__Provided data__:
---+---
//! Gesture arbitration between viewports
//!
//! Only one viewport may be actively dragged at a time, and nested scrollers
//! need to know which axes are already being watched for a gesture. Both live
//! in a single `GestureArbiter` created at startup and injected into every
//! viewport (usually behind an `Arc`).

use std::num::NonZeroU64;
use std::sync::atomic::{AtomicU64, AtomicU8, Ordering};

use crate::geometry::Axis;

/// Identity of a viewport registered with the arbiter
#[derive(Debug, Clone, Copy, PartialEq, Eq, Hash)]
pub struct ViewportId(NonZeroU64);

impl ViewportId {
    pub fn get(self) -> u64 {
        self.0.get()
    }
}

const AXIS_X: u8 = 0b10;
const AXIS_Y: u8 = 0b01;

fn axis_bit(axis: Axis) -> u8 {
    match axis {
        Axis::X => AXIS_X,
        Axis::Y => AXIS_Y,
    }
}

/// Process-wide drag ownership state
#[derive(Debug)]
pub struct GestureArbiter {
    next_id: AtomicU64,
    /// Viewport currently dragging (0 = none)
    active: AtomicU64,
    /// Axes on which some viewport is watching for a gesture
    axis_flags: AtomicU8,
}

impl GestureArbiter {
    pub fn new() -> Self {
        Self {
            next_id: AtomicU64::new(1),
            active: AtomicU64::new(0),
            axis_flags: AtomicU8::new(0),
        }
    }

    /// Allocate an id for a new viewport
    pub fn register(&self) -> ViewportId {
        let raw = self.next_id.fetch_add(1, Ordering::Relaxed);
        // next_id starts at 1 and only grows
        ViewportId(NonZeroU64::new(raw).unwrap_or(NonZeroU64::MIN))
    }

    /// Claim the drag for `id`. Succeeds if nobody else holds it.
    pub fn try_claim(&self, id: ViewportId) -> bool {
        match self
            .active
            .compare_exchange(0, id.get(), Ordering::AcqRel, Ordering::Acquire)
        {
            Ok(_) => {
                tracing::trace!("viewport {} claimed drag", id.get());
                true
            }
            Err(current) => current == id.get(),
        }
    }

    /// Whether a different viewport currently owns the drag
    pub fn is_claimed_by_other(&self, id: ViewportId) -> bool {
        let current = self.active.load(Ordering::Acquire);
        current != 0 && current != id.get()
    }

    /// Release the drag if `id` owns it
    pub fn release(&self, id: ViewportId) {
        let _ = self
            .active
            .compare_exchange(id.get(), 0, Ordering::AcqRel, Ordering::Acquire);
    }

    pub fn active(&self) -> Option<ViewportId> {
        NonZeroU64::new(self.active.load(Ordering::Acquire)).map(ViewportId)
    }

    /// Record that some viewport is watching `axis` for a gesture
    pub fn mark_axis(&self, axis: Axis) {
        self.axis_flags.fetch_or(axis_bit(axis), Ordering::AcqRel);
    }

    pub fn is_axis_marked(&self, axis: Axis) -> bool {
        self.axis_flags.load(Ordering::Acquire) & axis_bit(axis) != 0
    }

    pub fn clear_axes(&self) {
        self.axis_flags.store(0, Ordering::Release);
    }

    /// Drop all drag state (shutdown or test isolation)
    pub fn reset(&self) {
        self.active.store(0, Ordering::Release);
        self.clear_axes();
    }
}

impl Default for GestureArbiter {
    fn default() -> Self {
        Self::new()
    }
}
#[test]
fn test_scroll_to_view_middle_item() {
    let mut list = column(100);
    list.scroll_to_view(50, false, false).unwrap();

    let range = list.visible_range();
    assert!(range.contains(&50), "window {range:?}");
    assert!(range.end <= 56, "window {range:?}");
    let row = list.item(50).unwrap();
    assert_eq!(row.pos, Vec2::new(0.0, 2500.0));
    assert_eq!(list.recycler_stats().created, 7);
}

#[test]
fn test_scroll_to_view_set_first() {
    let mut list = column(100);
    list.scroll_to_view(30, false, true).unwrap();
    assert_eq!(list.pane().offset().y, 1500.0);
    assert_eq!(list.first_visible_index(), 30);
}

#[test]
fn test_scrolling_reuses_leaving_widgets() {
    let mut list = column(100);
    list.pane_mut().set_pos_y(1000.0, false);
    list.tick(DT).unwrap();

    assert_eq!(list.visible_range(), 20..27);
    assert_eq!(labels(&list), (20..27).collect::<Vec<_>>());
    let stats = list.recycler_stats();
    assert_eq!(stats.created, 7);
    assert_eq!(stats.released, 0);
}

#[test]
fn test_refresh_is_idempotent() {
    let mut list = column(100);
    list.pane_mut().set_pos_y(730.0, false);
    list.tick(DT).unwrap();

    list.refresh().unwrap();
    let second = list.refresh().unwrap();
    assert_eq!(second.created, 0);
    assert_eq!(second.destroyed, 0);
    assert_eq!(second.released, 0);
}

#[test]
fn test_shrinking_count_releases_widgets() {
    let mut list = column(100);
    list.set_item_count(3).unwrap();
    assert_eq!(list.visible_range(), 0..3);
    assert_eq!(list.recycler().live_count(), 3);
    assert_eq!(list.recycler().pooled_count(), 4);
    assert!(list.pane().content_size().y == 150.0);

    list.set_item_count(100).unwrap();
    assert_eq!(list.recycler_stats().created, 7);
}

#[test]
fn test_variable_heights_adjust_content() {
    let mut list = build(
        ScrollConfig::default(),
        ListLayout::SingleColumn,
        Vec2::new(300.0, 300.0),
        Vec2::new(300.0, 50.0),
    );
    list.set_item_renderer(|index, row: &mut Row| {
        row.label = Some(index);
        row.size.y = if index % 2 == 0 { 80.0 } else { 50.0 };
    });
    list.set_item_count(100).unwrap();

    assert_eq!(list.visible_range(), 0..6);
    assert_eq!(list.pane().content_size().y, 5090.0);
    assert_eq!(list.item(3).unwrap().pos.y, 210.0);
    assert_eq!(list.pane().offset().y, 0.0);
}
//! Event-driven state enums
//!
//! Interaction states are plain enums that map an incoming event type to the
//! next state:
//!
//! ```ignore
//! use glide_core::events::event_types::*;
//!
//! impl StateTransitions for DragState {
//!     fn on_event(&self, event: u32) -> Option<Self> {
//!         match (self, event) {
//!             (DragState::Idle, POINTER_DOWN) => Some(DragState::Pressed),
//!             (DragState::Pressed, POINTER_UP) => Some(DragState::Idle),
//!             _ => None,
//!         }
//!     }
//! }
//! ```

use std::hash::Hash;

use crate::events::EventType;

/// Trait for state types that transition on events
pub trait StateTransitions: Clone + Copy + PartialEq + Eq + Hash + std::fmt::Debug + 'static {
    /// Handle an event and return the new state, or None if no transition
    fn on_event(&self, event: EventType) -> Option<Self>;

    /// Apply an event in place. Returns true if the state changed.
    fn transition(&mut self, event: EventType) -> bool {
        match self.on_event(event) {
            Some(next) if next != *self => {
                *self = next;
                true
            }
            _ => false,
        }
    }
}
---+---
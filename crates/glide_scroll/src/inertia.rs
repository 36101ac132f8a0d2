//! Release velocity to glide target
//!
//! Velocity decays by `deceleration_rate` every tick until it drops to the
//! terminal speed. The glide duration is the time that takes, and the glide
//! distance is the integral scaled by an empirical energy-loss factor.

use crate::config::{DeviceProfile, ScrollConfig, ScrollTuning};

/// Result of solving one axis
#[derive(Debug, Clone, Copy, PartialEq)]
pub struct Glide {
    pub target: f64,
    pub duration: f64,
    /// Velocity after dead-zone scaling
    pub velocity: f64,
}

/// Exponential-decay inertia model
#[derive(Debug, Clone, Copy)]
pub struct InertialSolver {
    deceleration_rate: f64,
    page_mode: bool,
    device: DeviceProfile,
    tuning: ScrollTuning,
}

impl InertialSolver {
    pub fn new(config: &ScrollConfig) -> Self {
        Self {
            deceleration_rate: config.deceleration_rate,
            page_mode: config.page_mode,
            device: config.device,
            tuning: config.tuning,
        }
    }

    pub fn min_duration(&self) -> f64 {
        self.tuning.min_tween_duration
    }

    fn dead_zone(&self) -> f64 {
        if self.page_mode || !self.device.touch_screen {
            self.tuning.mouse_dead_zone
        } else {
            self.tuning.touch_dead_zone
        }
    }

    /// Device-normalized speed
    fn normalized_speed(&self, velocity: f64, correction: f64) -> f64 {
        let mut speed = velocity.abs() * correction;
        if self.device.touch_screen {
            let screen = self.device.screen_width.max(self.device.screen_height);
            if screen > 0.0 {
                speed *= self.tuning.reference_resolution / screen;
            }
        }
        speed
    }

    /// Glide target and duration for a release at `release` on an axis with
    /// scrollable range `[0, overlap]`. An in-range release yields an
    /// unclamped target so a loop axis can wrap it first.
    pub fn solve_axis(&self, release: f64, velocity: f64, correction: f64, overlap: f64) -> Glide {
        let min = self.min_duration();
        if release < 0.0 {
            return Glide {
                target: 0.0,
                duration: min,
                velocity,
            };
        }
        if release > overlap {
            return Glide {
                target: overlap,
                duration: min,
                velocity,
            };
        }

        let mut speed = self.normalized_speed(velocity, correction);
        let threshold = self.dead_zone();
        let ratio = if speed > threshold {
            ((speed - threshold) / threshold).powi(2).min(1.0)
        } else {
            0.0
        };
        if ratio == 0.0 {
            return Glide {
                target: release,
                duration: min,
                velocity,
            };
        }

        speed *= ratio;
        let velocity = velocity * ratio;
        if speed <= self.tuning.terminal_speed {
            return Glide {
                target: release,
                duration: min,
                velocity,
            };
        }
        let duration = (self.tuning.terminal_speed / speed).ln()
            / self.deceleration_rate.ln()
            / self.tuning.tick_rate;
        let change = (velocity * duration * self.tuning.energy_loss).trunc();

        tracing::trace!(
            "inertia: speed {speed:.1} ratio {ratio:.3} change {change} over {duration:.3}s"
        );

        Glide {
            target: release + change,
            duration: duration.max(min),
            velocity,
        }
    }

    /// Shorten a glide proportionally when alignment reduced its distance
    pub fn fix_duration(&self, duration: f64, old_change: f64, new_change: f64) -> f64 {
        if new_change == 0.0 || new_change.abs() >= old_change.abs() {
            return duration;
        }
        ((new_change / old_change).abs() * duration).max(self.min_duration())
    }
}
---+---
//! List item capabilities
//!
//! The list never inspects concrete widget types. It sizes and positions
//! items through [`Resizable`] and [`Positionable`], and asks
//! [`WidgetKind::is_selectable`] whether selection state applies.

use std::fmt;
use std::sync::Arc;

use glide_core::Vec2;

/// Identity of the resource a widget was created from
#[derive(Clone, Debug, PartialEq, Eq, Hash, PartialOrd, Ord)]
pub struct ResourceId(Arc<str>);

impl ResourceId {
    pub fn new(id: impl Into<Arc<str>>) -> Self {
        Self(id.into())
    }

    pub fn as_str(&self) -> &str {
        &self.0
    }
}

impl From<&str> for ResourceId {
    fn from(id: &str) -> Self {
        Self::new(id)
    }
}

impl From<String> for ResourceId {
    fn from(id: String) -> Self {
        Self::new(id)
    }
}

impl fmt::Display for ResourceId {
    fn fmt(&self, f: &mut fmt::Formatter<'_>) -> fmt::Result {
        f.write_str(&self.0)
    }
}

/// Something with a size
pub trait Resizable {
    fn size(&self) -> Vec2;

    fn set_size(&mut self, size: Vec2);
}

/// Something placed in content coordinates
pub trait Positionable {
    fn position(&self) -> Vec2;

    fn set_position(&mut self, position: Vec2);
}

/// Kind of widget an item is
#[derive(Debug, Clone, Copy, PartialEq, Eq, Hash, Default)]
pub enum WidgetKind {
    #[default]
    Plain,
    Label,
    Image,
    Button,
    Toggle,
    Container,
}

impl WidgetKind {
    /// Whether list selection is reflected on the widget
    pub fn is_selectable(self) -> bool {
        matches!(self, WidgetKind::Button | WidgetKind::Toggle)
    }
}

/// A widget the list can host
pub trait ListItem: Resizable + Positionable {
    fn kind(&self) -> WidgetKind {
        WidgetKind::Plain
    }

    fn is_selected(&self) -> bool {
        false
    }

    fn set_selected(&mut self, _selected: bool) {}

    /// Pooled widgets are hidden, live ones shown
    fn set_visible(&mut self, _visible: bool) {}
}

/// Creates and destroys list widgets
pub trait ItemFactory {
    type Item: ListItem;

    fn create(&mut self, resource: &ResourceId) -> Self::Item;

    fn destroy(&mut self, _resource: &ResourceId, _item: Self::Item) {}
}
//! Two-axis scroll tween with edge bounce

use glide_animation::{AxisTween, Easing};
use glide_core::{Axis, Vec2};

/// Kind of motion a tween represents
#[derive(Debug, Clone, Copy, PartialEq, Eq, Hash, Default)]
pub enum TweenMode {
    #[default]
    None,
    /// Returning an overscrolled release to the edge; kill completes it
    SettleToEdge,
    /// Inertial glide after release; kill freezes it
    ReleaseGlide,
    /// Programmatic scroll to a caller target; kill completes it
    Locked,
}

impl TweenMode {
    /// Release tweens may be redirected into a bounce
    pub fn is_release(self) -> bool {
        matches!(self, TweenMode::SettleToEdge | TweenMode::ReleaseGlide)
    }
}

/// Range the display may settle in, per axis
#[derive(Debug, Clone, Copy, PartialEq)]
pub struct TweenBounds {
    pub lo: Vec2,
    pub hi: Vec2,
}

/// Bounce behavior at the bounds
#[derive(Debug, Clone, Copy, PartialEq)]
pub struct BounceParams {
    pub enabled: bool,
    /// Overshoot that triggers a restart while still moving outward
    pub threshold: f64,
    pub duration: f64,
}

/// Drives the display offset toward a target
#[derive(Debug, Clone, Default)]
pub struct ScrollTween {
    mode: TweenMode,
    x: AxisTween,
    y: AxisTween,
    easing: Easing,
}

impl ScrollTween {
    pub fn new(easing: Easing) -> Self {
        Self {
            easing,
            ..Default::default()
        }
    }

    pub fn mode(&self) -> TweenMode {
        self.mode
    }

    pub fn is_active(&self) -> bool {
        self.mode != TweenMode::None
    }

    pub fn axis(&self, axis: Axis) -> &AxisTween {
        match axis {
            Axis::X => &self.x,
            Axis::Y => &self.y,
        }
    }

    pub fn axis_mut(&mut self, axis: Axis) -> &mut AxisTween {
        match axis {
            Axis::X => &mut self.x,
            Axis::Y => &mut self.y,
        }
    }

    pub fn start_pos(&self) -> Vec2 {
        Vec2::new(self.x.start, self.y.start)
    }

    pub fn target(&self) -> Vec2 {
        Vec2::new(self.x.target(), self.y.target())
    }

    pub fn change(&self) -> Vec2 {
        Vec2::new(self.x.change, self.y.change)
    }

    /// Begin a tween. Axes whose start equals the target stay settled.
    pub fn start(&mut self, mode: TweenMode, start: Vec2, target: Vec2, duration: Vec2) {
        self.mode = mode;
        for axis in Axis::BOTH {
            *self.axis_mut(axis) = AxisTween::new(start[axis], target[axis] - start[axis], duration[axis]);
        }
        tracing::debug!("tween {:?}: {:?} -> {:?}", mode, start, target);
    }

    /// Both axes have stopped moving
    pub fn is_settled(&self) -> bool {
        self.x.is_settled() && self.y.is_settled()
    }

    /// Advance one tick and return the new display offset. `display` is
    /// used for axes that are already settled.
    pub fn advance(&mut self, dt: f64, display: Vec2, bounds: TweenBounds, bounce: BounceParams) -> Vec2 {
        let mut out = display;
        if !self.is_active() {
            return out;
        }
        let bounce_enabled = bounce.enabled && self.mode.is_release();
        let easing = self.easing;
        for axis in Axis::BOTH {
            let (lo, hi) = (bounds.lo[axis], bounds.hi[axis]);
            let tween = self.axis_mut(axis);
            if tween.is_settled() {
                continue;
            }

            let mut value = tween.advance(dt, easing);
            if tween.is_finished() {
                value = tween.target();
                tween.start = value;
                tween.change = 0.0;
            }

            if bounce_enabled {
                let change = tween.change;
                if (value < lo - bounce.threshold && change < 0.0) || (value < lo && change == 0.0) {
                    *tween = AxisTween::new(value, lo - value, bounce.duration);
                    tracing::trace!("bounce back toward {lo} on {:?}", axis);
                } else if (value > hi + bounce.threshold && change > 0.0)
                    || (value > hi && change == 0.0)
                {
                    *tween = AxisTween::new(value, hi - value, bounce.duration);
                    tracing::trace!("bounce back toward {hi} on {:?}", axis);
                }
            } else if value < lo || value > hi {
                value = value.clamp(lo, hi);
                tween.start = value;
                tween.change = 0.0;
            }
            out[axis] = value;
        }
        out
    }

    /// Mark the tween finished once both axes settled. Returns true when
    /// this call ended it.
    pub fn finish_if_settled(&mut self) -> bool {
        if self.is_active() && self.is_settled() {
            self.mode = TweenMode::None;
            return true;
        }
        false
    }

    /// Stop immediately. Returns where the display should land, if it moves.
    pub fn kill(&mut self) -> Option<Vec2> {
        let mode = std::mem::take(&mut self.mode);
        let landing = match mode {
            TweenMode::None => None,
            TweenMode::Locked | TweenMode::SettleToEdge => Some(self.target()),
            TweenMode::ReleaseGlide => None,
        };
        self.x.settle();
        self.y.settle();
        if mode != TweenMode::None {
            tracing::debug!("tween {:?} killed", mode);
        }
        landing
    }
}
---+---
__The task__:
Search the material for "Result" and copy each matching line.

__Response below__:
/// Result of solving one axis
    fn fmt(&self, f: &mut fmt::Formatter<'_>) -> fmt::Result {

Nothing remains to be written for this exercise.